Whether you're new to open access or have years of experience, below are common and emerging tools to help guide you through the open access publishing process. These include resources on metrics, third-party peer review, determining the legitimacy of an open access journal, social media, and more. If you have questions or ideas for additional tools, please ScholarsArchive@OSU.

OSU faculty passed an Open Access policy in 2013 that requires deposit of research articles to the ScholarsArchive@OSU open access repository. The policy builds on the COAS and Geosciences OA policies previously passed in 2011.

More information about the Oregon State University Open Access Policy.

The library offers some Open Access article publishing support by providing financial support for authors interested in publishing their articles in MDPI or PeerJ.

Tools to help you write, code, and create scholarly articles.

  • Authorea (Write science together): A collaborative writing tool that lets you write in LaTeX, Markdown, HTML, Javascript, and more. Different coauthors can contribute to one document, centrally stored. Offers a free option and several tiered plans. See sample article on paleoclimatology.
  • Overleaf: Similar to Authorea — features real-time collaborative writing and publishing. Also has free and paid options.
  • Manuscript App: Appears to be similar to Authorea and Overleaf, but with limited information until you sign up.
  • IPython Notebook: The IPython Notebook is an interactive computational environment, in which you can combine code execution, rich text, mathematics, plots and rich media. See a sample session.

Independent peer-review services to help improve the review process. Note that journals may still want to perform their own peer-review.

  • Rubriq: One of the better-known third-party reviewers. They perform a double-blind review within two weeks over a wide variety of disciplines. They also offer plagiarism checks and journal recommendations. Costs $.
  • Peerage of Science: Offers a non-traditional approach to peer-review, where authors control set deadlines (e.g., deadline for sending peer reviews or sending the revised manuscript). The process is also not limited to two reviewers, meaning some papers may not have any interested reviewers while others may attract more than two. Free service.
  • Publons: a PRE- and POST-production review service. They collect peer review information from reviewers and publishers to produce comprehensive reviewer profiles with publisher-verified peer review contributions that researchers can add to their resume.

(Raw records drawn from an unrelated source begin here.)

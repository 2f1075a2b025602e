// Fixed-length NUL-padded string

use crate::arena::ByteArena;
use crate::bitwise::parse_cstring;
use crate::error::{TuneResult, ValidationError};

#[derive(Debug, Clone, PartialEq)]
pub struct Text {
    pub name: String,
    pub short_name: String,
    pub offset: usize,
    pub length: usize,
    pub conditional: Option<String>,
}

impl Text {
    pub fn new(
        name: impl Into<String>,
        short_name: impl Into<String>,
        offset: usize,
        length: usize,
    ) -> Self {
        Self {
            name: name.into(),
            short_name: short_name.into(),
            offset,
            length,
            conditional: None,
        }
    }

    pub fn with_conditional(mut self, conditional: Option<String>) -> Self {
        self.conditional = conditional;
        self
    }

    pub fn size(&self) -> usize {
        self.length
    }

    /// Text up to the first NUL
    ///
    /// Bytes that are not UTF-8 are an error rather than replaced, so a
    /// decoded string always stores back to the same bytes.
    pub fn get(&self, arena: &ByteArena) -> TuneResult<String> {
        let bytes = arena.get(self.offset, self.length)?;
        // The slice is exactly `length` bytes, so the parser can not run short
        let text = parse_cstring(self.length)(bytes)
            .map(|(_, text)| text)
            .unwrap_or_default();
        let s = std::str::from_utf8(text).map_err(|_| ValidationError::InvalidText {
            field: self.short_name.clone(),
        })?;
        Ok(s.to_string())
    }

    /// Store @value, zero-padding the rest of the field
    pub fn set(&self, arena: &mut ByteArena, value: &str) -> TuneResult<()> {
        let bytes = value.as_bytes();
        if bytes.len() > self.length {
            return Err(ValidationError::TextTooLong {
                field: self.short_name.clone(),
                len: bytes.len(),
                max: self.length,
            }
            .into());
        }

        let region = arena.get_mut(self.offset, self.length)?;
        region.fill(0);
        region[..bytes.len()].copy_from_slice(bytes);
        Ok(())
    }
}
// Evaluation of parsed conditionals against current field values

use super::parser::{CompareOp, Expr};
use super::ConditionError;
use crate::core::Value;
use std::cmp::Ordering;

/// Runtime value of an operand
#[derive(Debug, Clone, PartialEq)]
enum Operand {
    Number(f64),
    Text(String),
    Absent,
    Table,
}

impl Operand {
    fn from_value(value: Value) -> Self {
        match value {
            Value::Number(n) => Operand::Number(n),
            Value::Text(s) | Value::Variable(s) => Operand::Text(s),
            Value::Table(_) => Operand::Table,
            Value::Absent => Operand::Absent,
        }
    }

    fn kind(&self) -> &'static str {
        match self {
            Operand::Number(_) => "number",
            Operand::Text(_) => "text",
            Operand::Absent => "absent",
            Operand::Table => "table",
        }
    }

    fn truthy(&self) -> bool {
        match self {
            Operand::Number(n) => *n != 0.0,
            Operand::Text(s) => !s.is_empty(),
            Operand::Absent => false,
            Operand::Table => true,
        }
    }
}

pub(super) struct Evaluator<'a> {
    lookup: &'a dyn Fn(&str) -> Option<Value>,
}

impl<'a> Evaluator<'a> {
    pub(super) fn new(lookup: &'a dyn Fn(&str) -> Option<Value>) -> Self {
        Self { lookup }
    }

    pub(super) fn truth(&self, expr: &Expr) -> Result<bool, ConditionError> {
        match expr {
            Expr::Not(e) => Ok(!self.truth(e)?),
            // Short-circuit, so names on the untaken side are never looked up
            Expr::And(a, b) => Ok(self.truth(a)? && self.truth(b)?),
            Expr::Or(a, b) => Ok(self.truth(a)? || self.truth(b)?),
            Expr::Compare(a, op, b) => compare(&self.operand(a)?, *op, &self.operand(b)?),
            _ => Ok(self.operand(expr)?.truthy()),
        }
    }

    fn operand(&self, expr: &Expr) -> Result<Operand, ConditionError> {
        match expr {
            Expr::Number(n) => Ok(Operand::Number(*n)),
            Expr::Str(s) => Ok(Operand::Text(s.clone())),
            Expr::Bool(b) => Ok(Operand::Number(if *b { 1.0 } else { 0.0 })),
            Expr::Name(name) => (self.lookup)(name)
                .map(Operand::from_value)
                .ok_or_else(|| ConditionError::UnknownName(name.clone())),
            // A nested boolean used as an operand, e.g. `(a and b) == True`
            _ => Ok(Operand::Number(if self.truth(expr)? { 1.0 } else { 0.0 })),
        }
    }
}

fn compare(a: &Operand, op: CompareOp, b: &Operand) -> Result<bool, ConditionError> {
    if matches!(a, Operand::Table) || matches!(b, Operand::Table) {
        return Err(ConditionError::Unsupported(
            "tables can not be compared".to_string(),
        ));
    }

    let ordering = match (a, b) {
        (Operand::Number(x), Operand::Number(y)) => x.partial_cmp(y),
        (Operand::Text(x), Operand::Text(y)) => Some(x.cmp(y)),
        (Operand::Absent, Operand::Absent) => Some(Ordering::Equal),
        _ => None,
    };

    match (op, ordering) {
        (CompareOp::Eq, o) => Ok(o == Some(Ordering::Equal)),
        (CompareOp::Ne, o) => Ok(o != Some(Ordering::Equal)),
        (_, None) => Err(ConditionError::TypeMismatch {
            left: a.kind(),
            right: b.kind(),
        }),
        (CompareOp::Lt, Some(o)) => Ok(o == Ordering::Less),
        (CompareOp::Le, Some(o)) => Ok(o != Ordering::Greater),
        (CompareOp::Gt, Some(o)) => Ok(o == Ordering::Greater),
        (CompareOp::Ge, Some(o)) => Ok(o != Ordering::Less),
    }
}

#[cfg(test)]
mod tests {
    use super::*;
    use crate::conditional::parser::parse_expr;
    use crate::core::TableValue;

    fn lookup(name: &str) -> Option<Value> {
        match name {
            "rpm_limit" => Some(Value::Number(6500.0)),
            "zero" => Some(Value::Number(0.0)),
            "mode" => Some(Value::Text("sequential".into())),
            "empty" => Some(Value::Text(String::new())),
            "load" => Some(Value::Variable("map".into())),
            "spark" => Some(Value::Absent),
            "fuel" => Some(Value::Table(TableValue {
                interpolate: 0,
                interpolate_b: "rpm".into(),
                interpolate_c: "rpm".into(),
                x_axis: None,
                y_axis: None,
                data: vec![vec![0.0], vec![0.0]],
            })),
            _ => None,
        }
    }

    fn eval(expr: &str) -> Result<bool, ConditionError> {
        Evaluator::new(&lookup).truth(&parse_expr(expr)?)
    }

    #[test]
    fn test_truthiness() {
        assert!(eval("rpm_limit").unwrap());
        assert!(!eval("zero").unwrap());
        assert!(eval("mode").unwrap());
        assert!(!eval("empty").unwrap());
        assert!(!eval("spark").unwrap());
        assert!(eval("fuel").unwrap());
        assert!(eval("not spark and True").unwrap());
    }

    #[test]
    fn test_comparisons() {
        assert!(eval("rpm_limit > 6000").unwrap());
        assert!(!eval("rpm_limit <= 6000").unwrap());
        assert!(eval("mode == 'sequential'").unwrap());
        assert!(eval("load == \"map\"").unwrap());
        assert!(eval("'a' < 'b'").unwrap());
        assert!(eval("zero == False").unwrap());
        assert!(eval("(rpm_limit > 0 and zero == 0) == True").unwrap());
    }

    #[test]
    fn test_mismatched_kinds() {
        assert!(!eval("mode == 3").unwrap());
        assert!(eval("mode != 3").unwrap());
        assert!(matches!(
            eval("mode < 3"),
            Err(ConditionError::TypeMismatch { left: "text", right: "number" })
        ));
        assert!(matches!(eval("fuel == 1"), Err(ConditionError::Unsupported(_))));
    }

    #[test]
    fn test_unknown_names() {
        assert_eq!(
            eval("nope > 1"),
            Err(ConditionError::UnknownName("nope".into()))
        );
        // Never looked up thanks to short-circuiting
        assert!(eval("rpm_limit or nope").unwrap());
        assert!(!eval("zero and nope").unwrap());
    }
}
// Little-endian data elements at byte offsets

use thiserror::Error;

#[derive(Error, Debug, Clone, PartialEq, Eq)]
pub enum ElementError {
    #[error("Insufficient data: need {expected} bytes at offset {offset}, buffer has {actual}")]
    InsufficientData {
        offset: usize,
        expected: usize,
        actual: usize,
    },
}

pub type Result<T> = std::result::Result<T, ElementError>;

fn span(data: &[u8], offset: usize, len: usize) -> Result<std::ops::Range<usize>> {
    match offset.checked_add(len) {
        Some(end) if end <= data.len() => Ok(offset..end),
        _ => Err(ElementError::InsufficientData {
            offset,
            expected: len,
            actual: data.len(),
        }),
    }
}

pub fn read_u8(data: &[u8], offset: usize) -> Result<u8> {
    let r = span(data, offset, 1)?;
    Ok(data[r.start])
}

pub fn write_u8(data: &mut [u8], offset: usize, value: u8) -> Result<()> {
    let r = span(data, offset, 1)?;
    data[r.start] = value;
    Ok(())
}

pub fn read_i8(data: &[u8], offset: usize) -> Result<i8> {
    Ok(read_u8(data, offset)? as i8)
}

/// Read a u16 in little-endian format
pub fn read_u16_le(data: &[u8], offset: usize) -> Result<u16> {
    let r = span(data, offset, 2)?;
    Ok(u16::from_le_bytes([data[r.start], data[r.start + 1]]))
}

/// Write a u16 in little-endian format
pub fn write_u16_le(data: &mut [u8], offset: usize, value: u16) -> Result<()> {
    let r = span(data, offset, 2)?;
    data[r].copy_from_slice(&value.to_le_bytes());
    Ok(())
}
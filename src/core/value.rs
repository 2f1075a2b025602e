// Decoded value tree

use serde::{Deserialize, Serialize};
use serde_json::Value as Json;
use std::collections::BTreeMap;
use std::fmt;

/// Decoded values keyed by field short name
pub type ValueTree = BTreeMap<String, Value>;

/// Value of one field
///
/// Serializes to plain JSON: numbers, strings, table objects and `null`.
/// A variable reference serializes as its short name, so it reads back as
/// [`Value::Text`]; variable fields accept either.
#[derive(Debug, Clone, PartialEq, Serialize, Deserialize)]
#[serde(untagged)]
pub enum Value {
    Number(f64),
    Text(String),
    Variable(String),
    Table(TableValue),
    Absent,
}

impl Value {
    pub fn as_f64(&self) -> Option<f64> {
        match self {
            Value::Number(n) => Some(*n),
            _ => None,
        }
    }

    /// Text or variable short name
    pub fn as_str(&self) -> Option<&str> {
        match self {
            Value::Text(s) | Value::Variable(s) => Some(s),
            _ => None,
        }
    }

    pub fn as_table(&self) -> Option<&TableValue> {
        match self {
            Value::Table(t) => Some(t),
            _ => None,
        }
    }

    pub fn is_absent(&self) -> bool {
        matches!(self, Value::Absent)
    }

    pub fn kind(&self) -> &'static str {
        match self {
            Value::Number(_) => "number",
            Value::Text(_) => "text",
            Value::Variable(_) => "variable",
            Value::Table(_) => "table",
            Value::Absent => "absent",
        }
    }
}

impl From<f64> for Value {
    fn from(n: f64) -> Self {
        Value::Number(n)
    }
}

impl From<&str> for Value {
    fn from(s: &str) -> Self {
        Value::Text(s.to_string())
    }
}

impl From<String> for Value {
    fn from(s: String) -> Self {
        Value::Text(s)
    }
}

impl From<TableValue> for Value {
    fn from(t: TableValue) -> Self {
        Value::Table(t)
    }
}

impl From<Option<TableValue>> for Value {
    fn from(t: Option<TableValue>) -> Self {
        t.map(Value::Table).unwrap_or(Value::Absent)
    }
}

impl fmt::Display for Value {
    fn fmt(&self, f: &mut fmt::Formatter<'_>) -> fmt::Result {
        match self {
            Value::Number(n) => write!(f, "{}", n),
            Value::Text(s) | Value::Variable(s) => write!(f, "{}", s),
            Value::Table(t) => write!(f, "<table {}x{}>", t.rows(), t.cols()),
            Value::Absent => write!(f, "<absent>"),
        }
    }
}

/// One lookup-table axis: bound variable, decimal exponent and bin edges
///
/// Serialized the way the tune document stores it,
/// `[variable, exponent, bin, bin, ...]`.
#[derive(Debug, Clone, PartialEq, Serialize, Deserialize)]
#[serde(try_from = "Vec<Json>", into = "Vec<Json>")]
pub struct Axis {
    pub variable: String,
    pub exponent: i8,
    pub bins: Vec<f64>,
}

impl Axis {
    pub fn new(variable: impl Into<String>, exponent: i8, bins: Vec<f64>) -> Self {
        Self {
            variable: variable.into(),
            exponent,
            bins,
        }
    }
}

impl TryFrom<Vec<Json>> for Axis {
    type Error = String;

    fn try_from(items: Vec<Json>) -> Result<Self, Self::Error> {
        let mut items = items.into_iter();
        let variable = match items.next() {
            Some(Json::String(s)) => s,
            other => return Err(format!("axis variable must be a string, got {:?}", other)),
        };
        let exponent = items
            .next()
            .and_then(|e| e.as_i64())
            .and_then(|e| i8::try_from(e).ok())
            .ok_or("axis exponent must be a small integer")?;
        let bins = items
            .map(|b| b.as_f64().ok_or_else(|| format!("axis bin {} is not a number", b)))
            .collect::<Result<Vec<_>, _>>()?;
        Ok(Self {
            variable,
            exponent,
            bins,
        })
    }
}

impl From<Axis> for Vec<Json> {
    fn from(axis: Axis) -> Self {
        let mut items = vec![Json::from(axis.variable), Json::from(axis.exponent)];
        items.extend(axis.bins.into_iter().map(Json::from));
        items
    }
}

/// Logical content of an allocated table
#[derive(Debug, Clone, PartialEq, Serialize, Deserialize)]
pub struct TableValue {
    pub interpolate: u8,
    #[serde(rename = "interpolate-B")]
    pub interpolate_b: String,
    #[serde(rename = "interpolate-C")]
    pub interpolate_c: String,
    #[serde(rename = "x-axis")]
    pub x_axis: Option<Axis>,
    #[serde(rename = "y-axis")]
    pub y_axis: Option<Axis>,
    pub data: Vec<Vec<f64>>,
}

impl TableValue {
    /// Bin count of an optional axis, empty axes count as absent
    fn bin_count(axis: &Option<Axis>) -> usize {
        axis.as_ref().map(|a| a.bins.len()).unwrap_or(0)
    }

    pub fn x_bins(&self) -> usize {
        Self::bin_count(&self.x_axis)
    }

    pub fn y_bins(&self) -> usize {
        Self::bin_count(&self.y_axis)
    }

    /// Grid rows implied by the axes
    pub fn rows(&self) -> usize {
        super::grid_rows(self.y_bins())
    }

    /// Grid columns implied by the axes
    pub fn cols(&self) -> usize {
        super::grid_cols(self.x_bins())
    }
}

Ways to make your data and articles more dynamic and easy to read.

  • ReadCube: Optimizes PDF versions of journal articles (e.g., clickable inline citations, ability to take notes and highlight text), provides customized article recommendations, and is fully functional on iOS and Android devices.
  • eLife Lens: Provides a novel way of looking at content on the web (see introduction post). It is designed to make reading and access easier for researchers, reviewers, and authors.

Tools to help you assess the impact of an article, whether number of times cited, read, shared, or blogged.

  • Almetric: Provides real-time article metrics, analysis, and reports. Offers a variety of products. Costs $. Altmetrics are automatically supplied for articles deposited to the ScholarsArchive@OSU institutional repository. See AM button in bottom right of this page for example: http://hdl.handle.net/1957/22135
  • Research Articles by eLife: Research articles published by eLife are full-length studies that present important breakthroughs across the life sciences and biomedicine. Each article contains a "metrics" tab that displays views, citations, and shares thru databases such as CiteULike, Scopus, PubMedCentral, Google Scholar, Wikipedia, and event social media sites such as Facebook.
  • PLOS One: Included are robust metrics that show HTML page views, PDF downloads and more. It also shows whether it was saved in Mendeley or discussed on Twitter, Reddit, Facebook, etc.

Other ways to share and discuss your science—because science is social!

  • Mendeley: Publicly or privately share reading lists, references, or full-text articles. Create groups to tackle research assignments, share feedback, and write papers with your collaborators.
  • Figshare: Allows users to upload any file format so that figures, datasets, media, papers, posters, presentations and filesets can be disseminated in a way that the current scholarly publishing model does not allow.
  • ResearchGate: Add publications, make your research visible, connect with colleagues, and get stats about views, downloads, and citations.
  • Academia.edu: Share research, monitor analytics around the impact of your research, and track the research of academics you follow.